We performed ROI analysis based on eight brain regions: the ventrolateral prefrontal cortex (vlPFC), dorsolateral prefrontal cortex (dlPFC), orbitofrontal cortex (OFC), anterior cingulate cortex (ACC), pre-supplementary motor area (preSMA), primary visual cortex (V1), hippocampus (HPC), and ventral striatum (vStr) (Supplementary Fig. 2). All fMRI data used in the analyses were extracted from brain regions defined by the automated anatomical labeling (AAL3) atlas⁶², except for the preSMA. The preSMA was defined as the preSMA region from the JuBrain Anatomy toolbox⁹⁷ (the SPM Anatomy Toolbox; https://www.fz-juelich.de/en/inm/inm-7/resources/tools/jubrain-anatomy-toolbox). The vlPFC was defined as the triangular part of the inferior frontal gyrus¹⁷. The dlPFC was defined as the middle frontal gyrus. The OFC was defined as bilateral inferior, middle, and superior orbital gyri and bilateral rectal gyri²³. The ACC was defined as the pregenual and supracallosal anterior cingulate cortex. The V1 was defined as calcarine fissures and the surrounding cortex. The hippocampus and ventral striatum were defined as the AAL3 ROIs with the same name, respectively. In our preliminary analyses, we used under-sampling to match the number of voxels between ROIs and confirmed that differences in voxel number do not significantly affect our results. All results were bilaterally averaged for each region since there were no significant differences between hemispheres.

fMRI decoding analyses

For all our analyses (simple decoding, shattering, and CCGP), we trained linear SVMs on multivoxel patterns from a participant’s ROI to separate task-variable classes (for simple decoding analysis; Fig. 2) or particular dichotomies (for shattering analysis; Fig. 3 and CCGP analysis; Fig. 4). We treated the pre-processed voxel-wise BOLD time courses within each ROI as trial-by-trial neural activity patterns. To avoid session-related dependencies between the training and test data, we used leave-one-session-out cross-validation for all analyses. For each participant, the BOLD patterns from one of the five fMRI scanning sessions served as the test set, whereas the data from the remaining sessions formed the training set used to fit the classifier.
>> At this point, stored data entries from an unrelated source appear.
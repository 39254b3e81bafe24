#![macro_use]
#![allow(unused_macros)]

macro_rules! trace {
    ($s:literal $(, $x:expr)* $(,)?) => {
        {
            #[cfg(feature = "defmt")]
            ::defmt::trace!($s $(, $x)*);
            #[cfg(not(feature = "defmt"))]
            let _ = ($( & $x ),*);
        }
    };
}

macro_rules! debug {
    ($s:literal $(, $x:expr)* $(,)?) => {
        {
            #[cfg(feature = "defmt")]
            ::defmt::debug!($s $(, $x)*);
            #[cfg(not(feature = "defmt"))]
            let _ = ($( & $x ),*);
        }
    };
}

macro_rules! info {
    ($s:literal $(, $x:expr)* $(,)?) => {
        {
            #[cfg(feature = "defmt")]
            ::defmt::info!($s $(, $x)*);
            #[cfg(not(feature = "defmt"))]
            let _ = ($( & $x ),*);
        }
    };
}

macro_rules! warn {
    ($s:literal $(, $x:expr)* $(,)?) => {
        {
            #[cfg(feature = "defmt")]
            ::defmt::warn!($s $(, $x)*);
            #[cfg(not(feature = "defmt"))]
            let _ = ($( & $x ),*);
        }
    };
}
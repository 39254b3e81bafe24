use byte_slice_cast::{AsByteSlice, AsMutByteSlice};
use embedded_graphics_core::pixelcolor::{Rgb888, RgbColor};

use crate::{BACK_BUFFER_LEN, HEIGHT, WIDTH};

/// Panel-format pixels, two destination rows per framebuffer row.
pub type BackBuffer = [u16; BACK_BUFFER_LEN];

/// Caller-facing pixels. Each pixel is stored as the bytes `R, G, B, pad`.
#[repr(C, align(4))]
pub struct Framebuffer {
    pixels: [u32; WIDTH * HEIGHT],
}

impl Framebuffer {
    pub const fn new() -> Self {
        Self {
            pixels: [0; WIDTH * HEIGHT],
        }
    }

    /// Packs a color into the in-memory pixel layout.
    pub fn pack(color: Rgb888) -> u32 {
        u32::from_le_bytes([color.r(), color.g(), color.b(), 0])
    }

    pub fn unpack(pixel: u32) -> Rgb888 {
        let [r, g, b, _] = pixel.to_le_bytes();
        Rgb888::new(r, g, b)
    }

    pub fn pixels(&self) -> &[u32] {
        &self.pixels
    }

    pub fn pixels_mut(&mut self) -> &mut [u32] {
        &mut self.pixels
    }

    pub fn as_bytes(&self) -> &[u8] {
        self.pixels.as_byte_slice()
    }

    /// Raw view handed to code that writes pixels directly, `WIDTH * HEIGHT * 4` bytes.
    pub fn as_bytes_mut(&mut self) -> &mut [u8] {
        self.pixels.as_mut_byte_slice()
    }

    pub fn fill(&mut self, color: Rgb888) {
        self.pixels.fill(Self::pack(color));
    }

    /// Writes one pixel, out of range coordinates are ignored.
    pub fn set(&mut self, x: usize, y: usize, color: Rgb888) {
        if x < WIDTH && y < HEIGHT {
            self.pixels[y * WIDTH + x] = Self::pack(color);
        }
    }

    pub fn get(&self, x: usize, y: usize) -> Option<Rgb888> {
        if x < WIDTH && y < HEIGHT {
            Some(Self::unpack(self.pixels[y * WIDTH + x]))
        } else {
            None
        }
    }
}

impl Default for Framebuffer {
    fn default() -> Self {
        Self::new()
    }
}
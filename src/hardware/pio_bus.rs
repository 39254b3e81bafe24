use rp235x_hal as hal;

use hal::dma::{Byte, HalfWord, SingleChannel, TransferSize, Word};
use hal::pio::{
    PIOBuilder, PIOExt, PinDir, Running, Rx, ShiftDirection, StateMachine, StateMachineIndex,
    Stopped, Tx, UninitStateMachine, PIO,
};

use super::dma::{ByteDma, PixelDma};
use crate::bus::ParallelBus;
use crate::framebuffer::BackBuffer;

/// 8080-style write bus driven by two PIO state machines running the same
/// program, each fed by its own DMA channel.
///
/// The byte machine pulls 8 bits at a time and carries commands. The pixel
/// machine pulls 32 bits at a time; a 16-bit DMA write into its FIFO is
/// replicated into both halves of the word, so every RGB565 pixel goes out
/// twice, high byte first. Only one of the two runs at any time.
pub struct PioParallelBus<P, SM1, SM2, CH1, CH2>
where
    P: PIOExt,
    SM1: StateMachineIndex,
    SM2: StateMachineIndex,
    CH1: SingleChannel,
    CH2: SingleChannel,
{
    mode: Option<PioMode<P, SM1, SM2>>,
    byte_dma: ByteDma<CH1, Tx<(P, SM1), Byte>>,
    byte_rx: Rx<(P, SM1)>,
    pixel_dma: PixelDma<CH2, Tx<(P, SM2), HalfWord>>,
    pixel_rx: Rx<(P, SM2)>,
    /// Frame finished on behalf of another request, held until `wait_frame`.
    parked: Option<&'static mut BackBuffer>,
}

enum PioMode<P: PIOExt, SM1: StateMachineIndex, SM2: StateMachineIndex> {
    Command(
        (
            StateMachine<(P, SM1), Running>,
            StateMachine<(P, SM2), Stopped>,
        ),
    ),
    Pixel(
        (
            StateMachine<(P, SM1), Stopped>,
            StateMachine<(P, SM2), Running>,
        ),
    ),
}

impl<P, SM1, SM2, CH1, CH2> PioParallelBus<P, SM1, SM2, CH1, CH2>
where
    P: PIOExt,
    SM1: StateMachineIndex,
    SM2: StateMachineIndex,
    CH1: SingleChannel,
    CH2: SingleChannel,
{
    /// `data_base` is the first of eight consecutive data pins, `wr` the
    /// write strobe. Both must already be switched to the PIO function.
    /// Command bytes are staged through `scratch`.
    #[allow(clippy::too_many_arguments)]
    pub fn new(
        clock_divisor: u16,
        pio: &mut PIO<P>,
        sm1: UninitStateMachine<(P, SM1)>,
        sm2: UninitStateMachine<(P, SM2)>,
        command_channel: CH1,
        pixel_channel: CH2,
        scratch: &'static mut [u8],
        data_base: u8,
        wr: u8,
    ) -> Self {
        let program = pio_proc::pio_asm!(".side_set 1", "out pins, 8 side 0", "nop side 1",);
        let pin_dirs = || {
            (data_base..data_base + 8)
                .chain(core::iter::once(wr))
                .map(|pin| (pin, PinDir::Output))
        };

        let installed = pio.install(&program.program).unwrap();
        let (mut byte_sm, byte_rx, byte_tx) = PIOBuilder::from_installed_program(installed)
            .out_pins(data_base, 8)
            .side_set_pin_base(wr)
            .autopull(true)
            .pull_threshold(8)
            .out_shift_direction(ShiftDirection::Left)
            .buffers(hal::pio::Buffers::OnlyTx)
            .clock_divisor_fixed_point(clock_divisor, 0)
            .build(sm1);
        byte_sm.set_pindirs(pin_dirs());

        let installed = pio.install(&program.program).unwrap();
        let (mut pixel_sm, pixel_rx, pixel_tx) = PIOBuilder::from_installed_program(installed)
            .out_pins(data_base, 8)
            .side_set_pin_base(wr)
            .autopull(true)
            .pull_threshold(32)
            .out_shift_direction(ShiftDirection::Left)
            .buffers(hal::pio::Buffers::OnlyTx)
            .clock_divisor_fixed_point(clock_divisor, 0)
            .build(sm2);
        pixel_sm.set_pindirs(pin_dirs());

        Self {
            mode: Some(PioMode::Command((byte_sm.start(), pixel_sm))),
            byte_dma: ByteDma::new(command_channel, byte_tx.transfer_size(Byte), scratch),
            byte_rx,
            pixel_dma: PixelDma::new(pixel_channel, pixel_tx.transfer_size(HalfWord)),
            pixel_rx,
            parked: None,
        }
    }

    #[cold]
    fn set_command_mode(
        mode: PioMode<P, SM1, SM2>,
    ) -> (
        StateMachine<(P, SM1), Running>,
        StateMachine<(P, SM2), Stopped>,
    ) {
        match mode {
            PioMode::Command(machines) => machines,
            PioMode::Pixel((byte_sm, pixel_sm)) => (byte_sm.start(), pixel_sm.stop()),
        }
    }

    #[cold]
    fn set_pixel_mode(
        mode: PioMode<P, SM1, SM2>,
    ) -> (
        StateMachine<(P, SM1), Stopped>,
        StateMachine<(P, SM2), Running>,
    ) {
        match mode {
            PioMode::Command((byte_sm, pixel_sm)) => (byte_sm.stop(), pixel_sm.start()),
            PioMode::Pixel(machines) => machines,
        }
    }

    /// Spins until the FIFO is empty and the machine is parked on its next
    /// pull, i.e. the last byte has been strobed out.
    fn drain<SM: StateMachineIndex, S: TransferSize>(tx: &Tx<(P, SM), S>) {
        while !tx.is_empty() {}
        // A stalled machine sets the flag again on the next cycle.
        tx.clear_stalled_flag();
        while !tx.has_stalled() {}
    }

    /// Finishes any running frame and hands the pins back to the byte machine.
    fn finish(&mut self) -> Option<&'static mut BackBuffer> {
        let frame = self.pixel_dma.wait();
        if frame.is_some() {
            if let Some(tx) = self.pixel_dma.tx() {
                Self::drain(tx);
            }
        }
        let mode = self.mode.take().unwrap();
        self.mode = Some(PioMode::Command(Self::set_command_mode(mode)));
        frame
    }

    /// Completes the running frame ahead of another request on the bus.
    fn preempt(&mut self) {
        if self.pixel_dma.is_running() {
            warn!("bus: frame still streaming, waiting");
            self.parked = self.finish();
        }
    }

    /// Stops both machines and returns the hardware.
    #[allow(clippy::type_complexity)]
    pub fn free(
        mut self,
        pio: &mut PIO<P>,
    ) -> (
        UninitStateMachine<(P, SM1)>,
        UninitStateMachine<(P, SM2)>,
        CH1,
        CH2,
        &'static mut [u8],
        Option<&'static mut BackBuffer>,
    ) {
        let frame = self.finish().or(self.parked.take());
        let (byte_sm, pixel_sm) = match self.mode.take().unwrap() {
            PioMode::Command((byte_sm, pixel_sm)) => (byte_sm.stop(), pixel_sm),
            PioMode::Pixel((byte_sm, pixel_sm)) => (byte_sm, pixel_sm.stop()),
        };
        let (command_channel, byte_tx, scratch) = self.byte_dma.free();
        let (pixel_channel, pixel_tx, _) = self.pixel_dma.free();

        let (sm1, program) = byte_sm.uninit(self.byte_rx, byte_tx.transfer_size(Word));
        pio.uninstall(program);
        let (sm2, program) = pixel_sm.uninit(self.pixel_rx, pixel_tx.transfer_size(Word));
        pio.uninstall(program);
        (sm1, sm2, command_channel, pixel_channel, scratch, frame)
    }
}

impl<P, SM1, SM2, CH1, CH2> ParallelBus for PioParallelBus<P, SM1, SM2, CH1, CH2>
where
    P: PIOExt,
    SM1: StateMachineIndex,
    SM2: StateMachineIndex,
    CH1: SingleChannel,
    CH2: SingleChannel,
{
    fn write_blocking(&mut self, bytes: &[u8]) {
        self.preempt();
        self.byte_dma.write_blocking(bytes);
        Self::drain(self.byte_dma.tx());
    }

    fn set_clock_divisor(&mut self, divisor: u16) {
        self.preempt();
        // Both machines are stopped while the divider changes.
        let (byte_sm, mut pixel_sm) = Self::set_command_mode(self.mode.take().unwrap());
        let mut byte_sm = byte_sm.stop();
        byte_sm.clock_divisor_fixed_point(divisor, 0);
        pixel_sm.clock_divisor_fixed_point(divisor, 0);
        self.mode = Some(PioMode::Command((byte_sm.start(), pixel_sm)));
    }

    fn start_frame(&mut self, frame: &'static mut BackBuffer) {
        self.preempt();
        let mode = self.mode.take().unwrap();
        self.mode = Some(PioMode::Pixel(Self::set_pixel_mode(mode)));
        self.pixel_dma.start(frame);
    }

    fn wait_frame(&mut self) -> Option<&'static mut BackBuffer> {
        if let Some(frame) = self.parked.take() {
            return Some(frame);
        }
        if !self.pixel_dma.is_running() {
            return None;
        }
        self.finish()
    }
}
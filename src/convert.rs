//! Framebuffer to panel pixel conversion.

use embedded_graphics_core::pixelcolor::raw::{RawData, RawU16};
use embedded_graphics_core::pixelcolor::Rgb565;

use crate::framebuffer::{BackBuffer, Framebuffer};
use crate::WIDTH;

/// Truncates an 8 bit per channel color to RGB565.
#[inline(always)]
pub fn panel_color(r: u8, g: u8, b: u8) -> u16 {
    RawU16::from(Rgb565::new(r >> 3, g >> 2, b >> 3)).into_inner()
}

/// Rewrites the whole back-buffer from the framebuffer.
///
/// The panel scans twice as many rows as the framebuffer has, so source row
/// `y` is written to back-buffer rows `2y` and `2y + 1`.
pub fn convert_frame(framebuffer: &Framebuffer, back_buffer: &mut BackBuffer) {
    let rows = framebuffer.pixels().chunks_exact(WIDTH);
    let row_pairs = back_buffer.chunks_exact_mut(WIDTH * 2);

    for (src, dst) in rows.zip(row_pairs) {
        let (first, second) = dst.split_at_mut(WIDTH);
        for (out, pixel) in first.iter_mut().zip(src) {
            let [r, g, b, _] = pixel.to_le_bytes();
            *out = panel_color(r, g, b);
        }
        second.copy_from_slice(first);
    }
}
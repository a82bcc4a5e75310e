//! Cache Statistics Module
//!
//! Tracks cache performance metrics including hits, misses, evictions and expirations.

use serde::Serialize;

// == Cache Stats ==
/// Tracks cache performance metrics.
#[derive(Debug, Clone, Default, PartialEq, Serialize)]
pub struct CacheStats {
    /// Number of lookups that returned a live value
    pub hits: u64,
    /// Number of lookups that found nothing live
    pub misses: u64,
    /// Number of entries removed to make room under `max_size`
    pub evictions: u64,
    /// Number of entries removed because their TTL elapsed
    pub expirations: u64,
    /// Current number of live entries
    pub total_entries: usize,
}

impl CacheStats {
    // == Constructor ==
    /// Creates a new CacheStats with all counters at zero.
    pub fn new() -> Self {
        Self::default()
    }

    // == Hit Rate ==
    /// Returns hits / (hits + misses), or 0.0 if no lookups have been made.
    pub fn hit_rate(&self) -> f64 {
        let total = self.hits + self.misses;
        if total == 0 {
            0.0
        } else {
            self.hits as f64 / total as f64
        }
    }

    pub fn record_hit(&mut self) {
        self.hits += 1;
    }

    pub fn record_miss(&mut self) {
        self.misses += 1;
    }

    pub fn record_eviction(&mut self) {
        self.evictions += 1;
    }

    pub fn record_expirations(&mut self, count: usize) {
        self.expirations += count as u64;
    }

    pub fn set_total_entries(&mut self, count: usize) {
        self.total_entries = count;
    }
}
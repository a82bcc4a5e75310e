//! Calibre Cache - read-only Calibre catalog API with a persistent response cache

use std::net::SocketAddr;

use anyhow::Context;
use tokio::signal;
use tracing::info;
use tracing_subscriber::{layer::SubscriberExt, util::SubscriberInitExt};

use calibre_cache::{api::create_router, AppState, Config};

/// Main entry point for the catalog server.
///
/// # Startup Sequence
/// 1. Initialize tracing subscriber for logging
/// 2. Load and validate configuration from environment variables
/// 3. Open the snapshot-backed cache and the Calibre database
/// 4. Create Axum router with all endpoints
/// 5. Start HTTP server on configured port
/// 6. Handle graceful shutdown on SIGINT/SIGTERM
#[tokio::main]
async fn main() -> anyhow::Result<()> {
    // Defaults to "info" level, can be overridden with RUST_LOG env var
    tracing_subscriber::registry()
        .with(
            tracing_subscriber::EnvFilter::try_from_default_env()
                .unwrap_or_else(|_| "calibre_cache=info,tower_http=info".into()),
        )
        .with(tracing_subscriber::fmt::layer())
        .init();

    info!("Starting Calibre catalog server");

    let config = Config::from_env().context("invalid configuration")?;
    config.validate().context("invalid configuration")?;
    info!(
        "Configuration loaded: cache_file={}, max_size={}, default_ttl={}s, port={}, library={}",
        config.cache_file.display(),
        config.max_size,
        config.default_ttl,
        config.server_port,
        config.library_path.display()
    );

    let state = AppState::from_config(&config).context("failed to initialize application state")?;
    info!("Cache store and catalog initialized");

    let app = create_router(state);

    let addr = SocketAddr::from(([0, 0, 0, 0], config.server_port));
    let listener = tokio::net::TcpListener::bind(addr)
        .await
        .with_context(|| format!("failed to bind {}", addr))?;
    info!("Server listening on http://{}", addr);

    axum::serve(listener, app)
        .with_graceful_shutdown(shutdown_signal())
        .await
        .context("server error")?;

    info!("Server shutdown complete");
    Ok(())
}

/// Waits for shutdown signal (Ctrl+C or SIGTERM).
///
/// The cache needs no flush: every mutation is already on disk.
async fn shutdown_signal() {
    let ctrl_c = async {
        signal::ctrl_c()
            .await
            .expect("Failed to install Ctrl+C handler");
    };

    #[cfg(unix)]
    let terminate = async {
        signal::unix::signal(signal::unix::SignalKind::terminate())
            .expect("Failed to install SIGTERM handler")
            .recv()
            .await;
    };

    #[cfg(not(unix))]
    let terminate = std::future::pending::<()>();

    tokio::select! {
        _ = ctrl_c => {
            info!("Received Ctrl+C, initiating shutdown...");
        }
        _ = terminate => {
            info!("Received SIGTERM, initiating shutdown...");
        }
    }
}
All reported classification results correspond to the mean test accuracy obtained across the five cross-validation folds. Additionally, the label imbalance effect was ruled out by undersampling of the larger label. To minimize the random effect of the under-sampling, we repeated sampling 100 times with different random seeds, and the test accuracies of all 100 samplings were averaged for the main analysis.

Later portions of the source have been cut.